There's actually even one the result of that use command, we use in the REPL

produces this value left parenthesis right parenthesis that has type unit.

So, for each of these types there's a certain set of values and those are the

answers that we get when we have some expression of that type.

So, we know how 34 works. Its syntax is a sequence of digits.

Its typing rule is that it has type int. And its evaluation rule is that it's a

value and like all values it produces itself as its answer.

Okay, so those are the values.

Now let's do a more sophisticated one, which are the conditional expressions.

And I thought it would be more interesting to write this out rather than

just already have it up on the slide. And since my typing is much better than

my handwriting, I thought I would just open a text file in emacs and write it

there. So the syntax for a conditional

expression is if e1 then e2 else e3 where if then and else are keywords.

They're the actual syntax that explains what this is what construct this is.

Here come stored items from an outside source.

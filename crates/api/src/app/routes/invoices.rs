use std::sync::Arc;

use axum::{
    extract::{Extension, Path, Query},
    http::StatusCode,
    response::IntoResponse,
    routing::{get, post},
    Json, Router,
};

use bursar_core::{InvoiceId, Money, StudentId};

use crate::app::routes::page;
use crate::app::services::AppServices;
use crate::app::{dto, errors};

pub fn router() -> Router {
    Router::new()
        .route("/", post(issue_invoice).get(list_invoices))
        .route("/:id", get(get_invoice).delete(delete_invoice))
        .route("/:id/payments", post(register_invoice_payment))
}

pub async fn issue_invoice(
    Extension(services): Extension<Arc<AppServices>>,
    Json(body): Json<dto::IssueInvoiceRequest>,
) -> axum::response::Response {
    let student_id: StudentId = match errors::parse_id(&body.student_id) {
        Ok(v) => v,
        Err(resp) => return resp,
    };
    let amount = match body
        .amount
        .to_decimal()
        .and_then(|amount| Money::new(amount, body.currency))
    {
        Ok(m) => m,
        Err(e) => return errors::handler_error_to_response(e.into()),
    };

    match services
        .commands
        .create_invoice(student_id, amount, body.due_date)
        .await
    {
        Ok(invoice) => {
            (StatusCode::CREATED, Json(dto::InvoiceResponse::from(&invoice))).into_response()
        }
        Err(e) => errors::handler_error_to_response(e),
    }
}

pub async fn list_invoices(
    Extension(services): Extension<Arc<AppServices>>,
    Query(query): Query<dto::ListQuery>,
) -> axum::response::Response {
    let page = match page(&query) {
        Ok(p) => p,
        Err(resp) => return resp,
    };
    let student_id: Option<StudentId> =
        match query.student_id.as_deref().map(errors::parse_id::<StudentId>).transpose() {
            Ok(v) => v,
            Err(resp) => return resp,
        };
    match services.queries.list_invoices(student_id, page).await {
        Ok(invoices) => Json(invoices.map(|i| dto::InvoiceResponse::from(&i))).into_response(),
        Err(e) => errors::handler_error_to_response(e),
    }
}

pub async fn get_invoice(
    Extension(services): Extension<Arc<AppServices>>,
    Path(id): Path<String>,
) -> axum::response::Response {
    let id: InvoiceId = match errors::parse_id(&id) {
        Ok(v) => v,
        Err(resp) => return resp,
    };
    match services.queries.get_invoice(id).await {
        Ok(invoice) => Json(dto::InvoiceResponse::from(&invoice)).into_response(),
        Err(e) => errors::handler_error_to_response(e),
    }
}

pub async fn delete_invoice(
    Extension(services): Extension<Arc<AppServices>>,
    Path(id): Path<String>,
) -> axum::response::Response {
    let id: InvoiceId = match errors::parse_id(&id) {
        Ok(v) => v,
        Err(resp) => return resp,
    };
    match services.commands.delete_invoice(id).await {
        Ok(()) => StatusCode::NO_CONTENT.into_response(),
        Err(e) => errors::handler_error_to_response(e),
    }
}

pub async fn register_invoice_payment(
    Extension(services): Extension<Arc<AppServices>>,
    Path(id): Path<String>,
    Json(body): Json<dto::RegisterPaymentRequest>,
) -> axum::response::Response {
    register_payment(&services, &id, body).await
}

/// `POST /payments`: the invoice is named in the body instead of the path.
pub async fn process_payment(
    Extension(services): Extension<Arc<AppServices>>,
    Json(body): Json<dto::ProcessPaymentRequest>,
) -> axum::response::Response {
    let dto::ProcessPaymentRequest {
        invoice_id,
        amount,
        currency,
    } = body;
    register_payment(
        &services,
        &invoice_id,
        dto::RegisterPaymentRequest { amount, currency },
    )
    .await
}

async fn register_payment(
    services: &AppServices,
    invoice_id: &str,
    body: dto::RegisterPaymentRequest,
) -> axum::response::Response {
    let id: InvoiceId = match errors::parse_id(invoice_id) {
        Ok(v) => v,
        Err(resp) => return resp,
    };
    let amount = match body.amount.to_decimal() {
        Ok(a) => a,
        Err(e) => return errors::handler_error_to_response(e.into()),
    };

    match services.commands.register_payment(id, amount, body.currency).await {
        Ok((invoice, payment)) => (
            StatusCode::CREATED,
            Json(dto::PaymentReceipt {
                payment: dto::PaymentResponse::from(&payment),
                invoice: dto::InvoiceResponse::from(&invoice),
            }),
        )
            .into_response(),
        Err(e) => errors::handler_error_to_response(e),
    }
}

And e1, e2, and e3 are sub expressions. So the same way an addition has two sub

expressions. A conditional has three sub expressions.

Now, the type checking is more interesting, and is different than with

addition expressions. so first e1 must have type bool.

It must be true or false, or a variable of type bool or a comparison or some

expression of type bool. e2 and e3 can have any type, let's call

it t but they must have the same type, t. So you can't have a then branch of one

type and an else branch of another type, because the result of our entire

expression might be either of them. And what we need is, the type of the

entire expression is also t. And last we have to evaluation rules.

And here we first evaluate e1 to a value, call it v1.

Since it type checked with typo, I actually know that v1 will be true or

false. If it's true evaluate e2 and that result

is the whole expressions result else evaluate e3 and that result is the whole

expressions result. And that is everything there is to know

about the syntax tight checking rules and evaluation rules of an if expression.